* _PROBLEM DESCRIPTION_:
Spot each line in the data below containing "SentimentBreakdown" and copy it.

======== MATERIAL SHOWN ========

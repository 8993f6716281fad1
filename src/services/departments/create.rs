use actix_web::{HttpRequest, HttpResponse, Result as ActixResult};
use tracing::error;

use super::DepartmentService;
use crate::models::{
    ApiResponse, ErrorCode,
    departments::{requests::CreateDepartmentRequest, responses::DepartmentResponse},
};

pub async fn create_department(
    service: &DepartmentService,
    department_data: CreateDepartmentRequest,
    request: &HttpRequest,
) -> ActixResult<HttpResponse> {
    if department_data.name.trim().is_empty() || department_data.code.trim().is_empty() {
        return Ok(HttpResponse::BadRequest().json(ApiResponse::error_empty(
            ErrorCode::BadRequest,
            "Department name and code are required",
        )));
    }

    let storage = service.get_storage(request);

    // 院系代码唯一性检查
    match storage.get_department_by_code(&department_data.code).await {
        Ok(Some(_)) => {
            return Ok(HttpResponse::Conflict().json(ApiResponse::error_empty(
                ErrorCode::DepartmentCodeExists,
                "Department code already exists",
            )));
        }
        Ok(None) => {}
        Err(e) => {
            return Ok(
                HttpResponse::InternalServerError().json(ApiResponse::error_empty(
                    ErrorCode::InternalServerError,
                    format!("Failed to check department code: {e}"),
                )),
            );
        }
    }

    match storage.create_department(department_data).await {
        Ok(department) => Ok(HttpResponse::Created().json(ApiResponse::success(
            DepartmentResponse { department },
            "院系创建成功",
        ))),
        Err(e) => {
            error!("Department creation failed: {}", e);
            Ok(
                HttpResponse::InternalServerError().json(ApiResponse::error_empty(
                    ErrorCode::InternalServerError,
                    format!("Department creation failed: {e}"),
                )),
            )
        }
    }
}
//! 基于关键词的反馈情感分析
//!
//! 针对教学评价场景维护正负关键词表，结合程度副词与否定词窗口
//! 计算情感得分，不依赖外部模型服务。

use once_cell::sync::Lazy;
use serde::Serialize;
use std::collections::HashSet;

/// 教学评价场景的正面关键词
static POSITIVE_KEYWORDS: Lazy<HashSet<&'static str>> = Lazy::new(|| {
    [
        "excellent",
        "great",
        "good",
        "amazing",
        "wonderful",
        "fantastic",
        "outstanding",
        "brilliant",
        "superb",
        "perfect",
        "helpful",
        "clear",
        "understandable",
        "interesting",
        "engaging",
        "inspiring",
        "motivating",
        "supportive",
        "patient",
        "knowledgeable",
        "professional",
        "organized",
        "structured",
        "comprehensive",
        "thorough",
        "detailed",
        "practical",
        "useful",
        "valuable",
        "enjoyable",
        "fun",
        "exciting",
        "stimulating",
        "challenging",
        "rewarding",
        "satisfying",
        "fulfilling",
        "educational",
        "informative",
        "approachable",
        "friendly",
        "encouraging",
        "positive",
        "constructive",
        "effective",
        "efficient",
        "productive",
        "successful",
        "achievement",
        "improvement",
        "progress",
        "development",
        "growth",
        "learning",
        "understanding",
        "comprehension",
        "mastery",
    ]
    .into_iter()
    .collect()
});

/// 教学评价场景的负面关键词
static NEGATIVE_KEYWORDS: Lazy<HashSet<&'static str>> = Lazy::new(|| {
    [
        "bad",
        "poor",
        "terrible",
        "awful",
        "horrible",
        "dreadful",
        "disappointing",
        "frustrating",
        "confusing",
        "unclear",
        "difficult",
        "hard",
        "complex",
        "complicated",
        "boring",
        "dull",
        "monotonous",
        "repetitive",
        "tedious",
        "annoying",
        "irritating",
        "unhelpful",
        "useless",
        "pointless",
        "waste",
        "slow",
        "inefficient",
        "disorganized",
        "chaotic",
        "messy",
        "unstructured",
        "unprepared",
        "unprofessional",
        "rude",
        "unfriendly",
        "hostile",
        "aggressive",
        "intimidating",
        "threatening",
        "discouraging",
        "demotivating",
        "depressing",
        "stressful",
        "overwhelming",
        "exhausting",
        "tiring",
        "draining",
        "misleading",
        "inaccurate",
        "incorrect",
        "wrong",
        "false",
        "untrue",
        "incomplete",
        "partial",
        "superficial",
        "shallow",
        "basic",
        "elementary",
        "simple",
        "easy",
        "trivial",
        "insignificant",
        "unimportant",
        "irrelevant",
        "unnecessary",
        "redundant",
    ]
    .into_iter()
    .collect()
});

/// 程度副词，命中时放大关键词权重
static INTENSIFIERS: Lazy<HashSet<&'static str>> = Lazy::new(|| {
    [
        "very",
        "extremely",
        "really",
        "quite",
        "rather",
        "somewhat",
        "slightly",
    ]
    .into_iter()
    .collect()
});

/// 否定词，关键词前 3 个 token 内出现时削减得分
static NEGATORS: Lazy<HashSet<&'static str>> = Lazy::new(|| {
    [
        "not", "no", "never", "none", "neither", "nor", "hardly", "barely", "scarcely",
    ]
    .into_iter()
    .collect()
});

/// 否定词检测窗口（token 数）
const NEGATION_WINDOW: usize = 3;

/// 评分口径复判用的正面词干，按子串匹配评语
const RATING_POSITIVE_STEMS: [&str; 15] = [
    "excellent",
    "great",
    "good",
    "amazing",
    "wonderful",
    "fantastic",
    "outstanding",
    "perfect",
    "love",
    "enjoy",
    "helpful",
    "clear",
    "understand",
    "learn",
    "improve",
];

/// 评分口径复判用的负面词干
const RATING_NEGATIVE_STEMS: [&str; 14] = [
    "bad",
    "poor",
    "terrible",
    "awful",
    "horrible",
    "confusing",
    "difficult",
    "hard",
    "boring",
    "waste",
    "disappoint",
    "frustrate",
    "hate",
    "dislike",
];

/// 情感分类
#[derive(Debug, Clone, Copy, PartialEq, Eq, Serialize)]
#[serde(rename_all = "lowercase")]
pub enum Sentiment {
    Positive,
    Neutral,
    Negative,
}

/// 单条文本的分析结果
#[derive(Debug, Clone, Serialize)]
pub struct SentimentReport {
    pub sentiment: Sentiment,
    pub score: f64,
    pub confidence: f64,
    pub positive_words: Vec<String>,
    pub negative_words: Vec<String>,
    pub positive_score: f64,
    pub negative_score: f64,
    pub reasoning: String,
}

/// 批量分析的汇总统计
#[derive(Debug, Clone, Serialize)]
pub struct SentimentSummary {
    pub total_feedback: usize,
    pub positive_count: usize,
    pub negative_count: usize,
    pub neutral_count: usize,
    pub positive_percentage: f64,
    pub negative_percentage: f64,
    pub neutral_percentage: f64,
    pub average_confidence: f64,
}

/// 按评分 + 评语混合口径的反馈情感分布
///
/// 评分 >= 4 记为正面、<= 2 记为负面、3 分按评语文本重新划分。
#[derive(Debug, Clone, Default, Serialize)]
pub struct SentimentBreakdown {
    pub positive: usize,
    pub neutral: usize,
    pub negative: usize,
    pub total: usize,
    pub positive_percentage: f64,
    pub neutral_percentage: f64,
    pub negative_percentage: f64,
}

/// 关键词情感分析器
pub struct SentimentAnalyzer;

/// 全局分析器实例
pub static ANALYZER: Lazy<SentimentAnalyzer> = Lazy::new(|| SentimentAnalyzer);

impl SentimentAnalyzer {
    /// 分析单条文本
    pub fn analyze(&self, text: &str) -> SentimentReport {
        if text.trim().is_empty() {
            return SentimentReport {
                sentiment: Sentiment::Neutral,
                score: 0.0,
                confidence: 0.0,
                positive_words: vec![],
                negative_words: vec![],
                positive_score: 0.0,
                negative_score: 0.0,
                reasoning: "Empty or null text provided".to_string(),
            };
        }

        let tokens = tokenize(text);

        let positive_words = find_keywords(&tokens, &POSITIVE_KEYWORDS);
        let negative_words = find_keywords(&tokens, &NEGATIVE_KEYWORDS);

        let mut positive_score = weighted_score(&tokens, &POSITIVE_KEYWORDS);
        let mut negative_score = weighted_score(&tokens, &NEGATIVE_KEYWORDS);

        positive_score = apply_negation(&tokens, &POSITIVE_KEYWORDS, positive_score);
        negative_score = apply_negation(&tokens, &NEGATIVE_KEYWORDS, negative_score);

        let score = positive_score - negative_score;
        let (sentiment, confidence) =
            categorize(score, positive_words.len() + negative_words.len());
        let reasoning = build_reasoning(sentiment, &positive_words, &negative_words);

        SentimentReport {
            sentiment,
            score,
            confidence,
            positive_words,
            negative_words,
            positive_score,
            negative_score,
            reasoning,
        }
    }

    /// 批量分析
    pub fn batch_analyze(&self, texts: &[String]) -> Vec<SentimentReport> {
        texts.iter().map(|t| self.analyze(t)).collect()
    }

    /// 汇总多条分析结果
    pub fn summarize(&self, reports: &[SentimentReport]) -> SentimentSummary {
        let total = reports.len();
        if total == 0 {
            return SentimentSummary {
                total_feedback: 0,
                positive_count: 0,
                negative_count: 0,
                neutral_count: 0,
                positive_percentage: 0.0,
                negative_percentage: 0.0,
                neutral_percentage: 0.0,
                average_confidence: 0.0,
            };
        }

        let positive_count = reports
            .iter()
            .filter(|r| r.sentiment == Sentiment::Positive)
            .count();
        let negative_count = reports
            .iter()
            .filter(|r| r.sentiment == Sentiment::Negative)
            .count();
        let neutral_count = total - positive_count - negative_count;
        let average_confidence =
            reports.iter().map(|r| r.confidence).sum::<f64>() / total as f64;

        SentimentSummary {
            total_feedback: total,
            positive_count,
            negative_count,
            neutral_count,
            positive_percentage: percentage(positive_count, total),
            negative_percentage: percentage(negative_count, total),
            neutral_percentage: percentage(neutral_count, total),
            average_confidence,
        }
    }

    /// 评分 + 评语混合口径的情感分布
    ///
    /// entries 为 (rating, comment) 对。评分 3 分的反馈被视为中性，
    /// 但若评语按词干子串计数带有明显倾向则重新归类。
    pub fn rating_breakdown(&self, entries: &[(i32, String)]) -> SentimentBreakdown {
        let total = entries.len();
        if total == 0 {
            return SentimentBreakdown::default();
        }

        let mut positive = 0usize;
        let mut neutral = 0usize;
        let mut negative = 0usize;

        for (rating, comment) in entries {
            if *rating >= 4 {
                positive += 1;
            } else if *rating <= 2 {
                negative += 1;
            } else {
                let comment = comment.to_lowercase();
                let positive_hits = RATING_POSITIVE_STEMS
                    .iter()
                    .filter(|stem| comment.contains(*stem))
                    .count();
                let negative_hits = RATING_NEGATIVE_STEMS
                    .iter()
                    .filter(|stem| comment.contains(*stem))
                    .count();
                if positive_hits > negative_hits {
                    positive += 1;
                } else if negative_hits > positive_hits {
                    negative += 1;
                } else {
                    neutral += 1;
                }
            }
        }

        SentimentBreakdown {
            positive,
            neutral,
            negative,
            total,
            positive_percentage: percentage(positive, total),
            neutral_percentage: percentage(neutral, total),
            negative_percentage: percentage(negative, total),
        }
    }
}
use actix_web::{HttpRequest, HttpResponse, Result as ActixResult};

use super::LecturerService;
use crate::middlewares::RequireJWT;
use crate::models::analytics::responses::LecturerStudentListResponse;
use crate::models::{ApiResponse, ErrorCode};

pub async fn my_students(
    service: &LecturerService,
    request: &HttpRequest,
) -> ActixResult<HttpResponse> {
    let Some(lecturer_id) = RequireJWT::extract_user_id(request) else {
        return Ok(HttpResponse::Unauthorized().json(ApiResponse::error_empty(
            ErrorCode::Unauthorized,
            "Authentication required",
        )));
    };

    let storage = service.get_storage(request);

    match storage.list_lecturer_students(lecturer_id).await {
        Ok(students) => Ok(HttpResponse::Ok().json(ApiResponse::success(
            LecturerStudentListResponse { students },
            "Student list retrieved successfully",
        ))),
        Err(e) => Ok(
            HttpResponse::InternalServerError().json(ApiResponse::error_empty(
                ErrorCode::InternalServerError,
                format!("Failed to retrieve student list: {e}"),
            )),
        ),
    }
}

========

* _SOLUTION_:
pub struct SentimentBreakdown {
    pub fn rating_breakdown(&self, entries: &[(i32, String)]) -> SentimentBreakdown {
            return SentimentBreakdown::default();
        SentimentBreakdown {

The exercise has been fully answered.